Your instructions:
Where a line of the records holds the string "types", copy that line.

Data extracts:
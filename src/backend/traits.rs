//! Core backend abstraction traits
//!
//! The renderer talks to the GPU only through [`GraphicsBackend`]. Resources
//! are addressed by opaque handles so that renderer-side types stay free of
//! backend lifetimes.

use crate::backend::types::*;
use crate::RenderSettings;
use std::ops::Range;
use thiserror::Error;

/// Backend error type
#[derive(Error, Debug)]
pub enum BackendError {
    #[error("Failed to initialize backend: {0}")]
    InitializationFailed(String),
    #[error("Failed to create surface: {0}")]
    SurfaceCreationFailed(String),
    #[error("Failed to create device: {0}")]
    DeviceCreationFailed(String),
    #[error("Failed to acquire next image: {0}")]
    AcquireImageFailed(String),
    #[error("Failed to present: {0}")]
    PresentFailed(String),
    #[error("Failed to create buffer: {0}")]
    BufferCreationFailed(String),
    #[error("Failed to create texture: {0}")]
    TextureCreationFailed(String),
    #[error("Failed to create pipeline: {0}")]
    PipelineCreationFailed(String),
    #[error("Failed to upload buffer data: {0}")]
    UploadFailed(String),
    #[error("Surface lost")]
    SurfaceLost,
    #[error("Out of memory")]
    OutOfMemory,
    #[error("Device lost")]
    DeviceLost,
}

pub type BackendResult<T> = Result<T, BackendError>;

/// Handle to a GPU buffer
#[derive(Debug, Clone, Copy, PartialEq, Eq, Hash)]
pub struct BufferHandle(pub(crate) u64);

/// Handle to a GPU texture
#[derive(Debug, Clone, Copy, PartialEq, Eq, Hash)]
pub struct TextureHandle(pub(crate) u64);

/// Handle to a texture view
#[derive(Debug, Clone, Copy, PartialEq, Eq, Hash)]
pub struct TextureViewHandle(pub(crate) u64);

/// Handle to a sampler
#[derive(Debug, Clone, Copy, PartialEq, Eq, Hash)]
pub struct SamplerHandle(pub(crate) u64);

/// Handle to a render pipeline
#[derive(Debug, Clone, Copy, PartialEq, Eq, Hash)]
pub struct RenderPipelineHandle(pub(crate) u64);

/// Handle to a bind group
#[derive(Debug, Clone, Copy, PartialEq, Eq, Hash)]
pub struct BindGroupHandle(pub(crate) u64);

/// Handle to a bind group layout
#[derive(Debug, Clone, Copy, PartialEq, Eq, Hash)]
pub struct BindGroupLayoutHandle(pub(crate) u64);

/// Bind group entry for creating bind groups
#[derive(Debug, Clone)]
pub enum BindGroupEntry {
    Buffer {
        buffer: BufferHandle,
        offset: u64,
        size: Option<u64>,
    },
    Texture(TextureViewHandle),
    Sampler(SamplerHandle),
}

/// Bind group layout entry
#[derive(Debug, Clone)]
pub struct BindGroupLayoutEntry {
    pub binding: u32,
    pub visibility: ShaderStageFlags,
    pub ty: BindingType,
}

#[derive(Debug, Clone, Copy, PartialEq, Eq)]
pub struct ShaderStageFlags(u32);

impl ShaderStageFlags {
    pub const VERTEX: Self = Self(1 << 0);
    pub const FRAGMENT: Self = Self(1 << 1);
    pub const VERTEX_FRAGMENT: Self = Self((1 << 0) | (1 << 1));

    pub fn contains(&self, other: Self) -> bool {
        (self.0 & other.0) == other.0
    }
}

impl std::ops::BitOr for ShaderStageFlags {
    type Output = Self;
    fn bitor(self, rhs: Self) -> Self::Output {
        Self(self.0 | rhs.0)
    }
}

/// Binding type
#[derive(Debug, Clone)]
pub enum BindingType {
    UniformBuffer,
    /// Uniform buffer bound with a per-draw dynamic offset
    DynamicUniformBuffer { min_binding_size: u64 },
    Texture,
    Sampler,
}

/// Render pipeline descriptor
#[derive(Debug, Clone)]
pub struct RenderPipelineDescriptor {
    pub label: Option<String>,
    /// WGSL source with `vs_main` and `fs_main` entry points
    pub shader_source: String,
    pub vertex_layouts: Vec<VertexBufferLayout>,
    pub bind_group_layouts: Vec<BindGroupLayoutHandle>,
    pub primitive_topology: PrimitiveTopology,
    pub raster: RasterState,
    pub depth_stencil: Option<DepthStencilState>,
    pub color_targets: Vec<ColorTargetState>,
    pub sample_count: u32,
}

#[derive(Debug, Clone, Copy, PartialEq)]
pub struct DepthStencilState {
    pub format: TextureFormat,
    pub depth_test_enabled: bool,
    pub depth_write_enabled: bool,
    pub depth_compare: CompareFunction,
}

#[derive(Debug, Clone)]
pub struct ColorTargetState {
    pub format: TextureFormat,
    pub blend: Option<BlendState>,
    pub write_mask: ColorWrites,
}

#[derive(Debug, Clone, Copy, PartialEq, Eq)]
pub struct ColorWrites(pub u32);

impl ColorWrites {
    pub const ALL: Self = Self(0xF);

    pub fn bits(&self) -> u32 {
        self.0
    }
}

/// Color attachment for render pass
#[derive(Debug, Clone)]
pub struct ColorAttachment {
    pub view: TextureViewHandle,
    pub resolve_target: Option<TextureViewHandle>,
    pub load_op: LoadOp,
    pub store_op: StoreOp,
}

#[derive(Debug, Clone, PartialEq)]
pub enum LoadOp {
    Clear([f32; 4]),
    Load,
}

#[derive(Debug, Clone, Copy, PartialEq, Eq)]
pub enum StoreOp {
    Store,
    Discard,
}

/// Depth stencil attachment for render pass
#[derive(Debug, Clone)]
pub struct DepthStencilAttachment {
    pub view: TextureViewHandle,
    pub depth_clear_value: Option<f32>,
    /// `None` leaves the stencil aspect untouched (formats without stencil)
    pub stencil_clear_value: Option<u32>,
    pub store_op: StoreOp,
}

/// Render pass descriptor
#[derive(Debug, Clone)]
pub struct RenderPassDescriptor {
    pub label: Option<String>,
    pub color_attachments: Vec<ColorAttachment>,
    pub depth_stencil_attachment: Option<DepthStencilAttachment>,
}

/// Frame context returned when beginning a frame
pub struct FrameContext {
    pub swapchain_view: TextureViewHandle,
    pub width: u32,
    pub height: u32,
}

/// Main graphics backend trait
pub trait GraphicsBackend: Sized {
    /// Whatever the backend presents into (a window for wgpu)
    type Surface;

    /// Acquire device, queue and swapchain for `surface`
    fn create(
        surface: Self::Surface,
        width: u32,
        height: u32,
        settings: &RenderSettings,
    ) -> BackendResult<Self>;

    /// Resize the swapchain back buffers
    fn resize(&mut self, width: u32, height: u32);

    /// Get the actual surface size (may be clamped by device limits)
    fn surface_size(&self) -> (u32, u32);

    /// Largest supported sample count not above `requested`
    fn supported_sample_count(&self, requested: u32) -> u32;

    /// Required alignment of dynamic uniform buffer offsets
    fn uniform_offset_alignment(&self) -> u64;

    /// Whether line polygon mode is available for wireframe rendering
    fn supports_wireframe(&self) -> bool;

    /// Begin a new frame
    fn begin_frame(&mut self) -> BackendResult<FrameContext>;

    /// Submit recorded work and present with the given sync interval (1 = vsync, 0 = immediate)
    fn end_frame(&mut self, sync_interval: u32) -> BackendResult<()>;

    /// Get the swapchain format
    fn swapchain_format(&self) -> TextureFormat;

    // Resource creation

    /// Create a buffer
    fn create_buffer(&mut self, desc: &BufferDescriptor) -> BackendResult<BufferHandle>;

    /// Create a buffer with initial data
    fn create_buffer_init(&mut self, desc: &BufferDescriptor, data: &[u8])
        -> BackendResult<BufferHandle>;

    /// Replace `data.len()` bytes of a buffer starting at `offset`
    fn write_buffer(&mut self, buffer: BufferHandle, offset: u64, data: &[u8]) -> BackendResult<()>;

    /// Create a texture
    fn create_texture(&mut self, desc: &TextureDescriptor) -> BackendResult<TextureHandle>;

    /// Create a texture view
    fn create_texture_view(&mut self, texture: TextureHandle) -> BackendResult<TextureViewHandle>;

    /// Write RGBA8 data to a texture
    fn write_texture(&mut self, texture: TextureHandle, data: &[u8], width: u32, height: u32);

    /// Create a sampler
    fn create_sampler(&mut self, desc: &SamplerDescriptor) -> BackendResult<SamplerHandle>;

    // Pipeline creation

    /// Create a bind group layout
    fn create_bind_group_layout(
        &mut self,
        entries: &[BindGroupLayoutEntry],
    ) -> BackendResult<BindGroupLayoutHandle>;

    /// Create a bind group
    fn create_bind_group(
        &mut self,
        layout: BindGroupLayoutHandle,
        entries: &[(u32, BindGroupEntry)],
    ) -> BackendResult<BindGroupHandle>;

    /// Create a render pipeline
    fn create_render_pipeline(
        &mut self,
        desc: &RenderPipelineDescriptor,
    ) -> BackendResult<RenderPipelineHandle>;

    // Command recording and execution

    /// Begin a render pass
    fn begin_render_pass(&mut self, desc: &RenderPassDescriptor);

    /// End the current render pass
    fn end_render_pass(&mut self);

    /// Set the render pipeline
    fn set_render_pipeline(&mut self, pipeline: RenderPipelineHandle);

    /// Set a bind group, with dynamic offsets for dynamic uniform bindings
    fn set_bind_group(&mut self, index: u32, bind_group: BindGroupHandle, offsets: &[u32]);

    /// Set vertex buffer
    fn set_vertex_buffer(&mut self, slot: u32, buffer: BufferHandle, offset: u64);

    /// Set index buffer
    fn set_index_buffer(&mut self, buffer: BufferHandle, offset: u64, format: IndexFormat);

    /// Set viewport
    fn set_viewport(&mut self, x: f32, y: f32, width: f32, height: f32, min_depth: f32, max_depth: f32);

    /// Draw indexed primitives
    fn draw_indexed(&mut self, indices: Range<u32>, base_vertex: i32, instances: Range<u32>);

    // Resource cleanup

    /// Destroy a buffer
    fn destroy_buffer(&mut self, buffer: BufferHandle);

    /// Destroy a texture
    fn destroy_texture(&mut self, texture: TextureHandle);

    /// Destroy a texture view
    fn destroy_texture_view(&mut self, view: TextureViewHandle);

    /// Destroy a bind group
    fn destroy_bind_group(&mut self, bind_group: BindGroupHandle);

    /// Destroy a sampler
    fn destroy_sampler(&mut self, sampler: SamplerHandle);

    /// Destroy a bind group layout. Bind groups created from it must already be gone.
    fn destroy_bind_group_layout(&mut self, layout: BindGroupLayoutHandle);
}

/// Index format
#[derive(Debug, Clone, Copy, PartialEq, Eq)]
pub enum IndexFormat {
    Uint16,
    Uint32,
}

Answer to this task:
//! are addressed by opaque handles so that renderer-side types stay free of
use crate::backend::types::*;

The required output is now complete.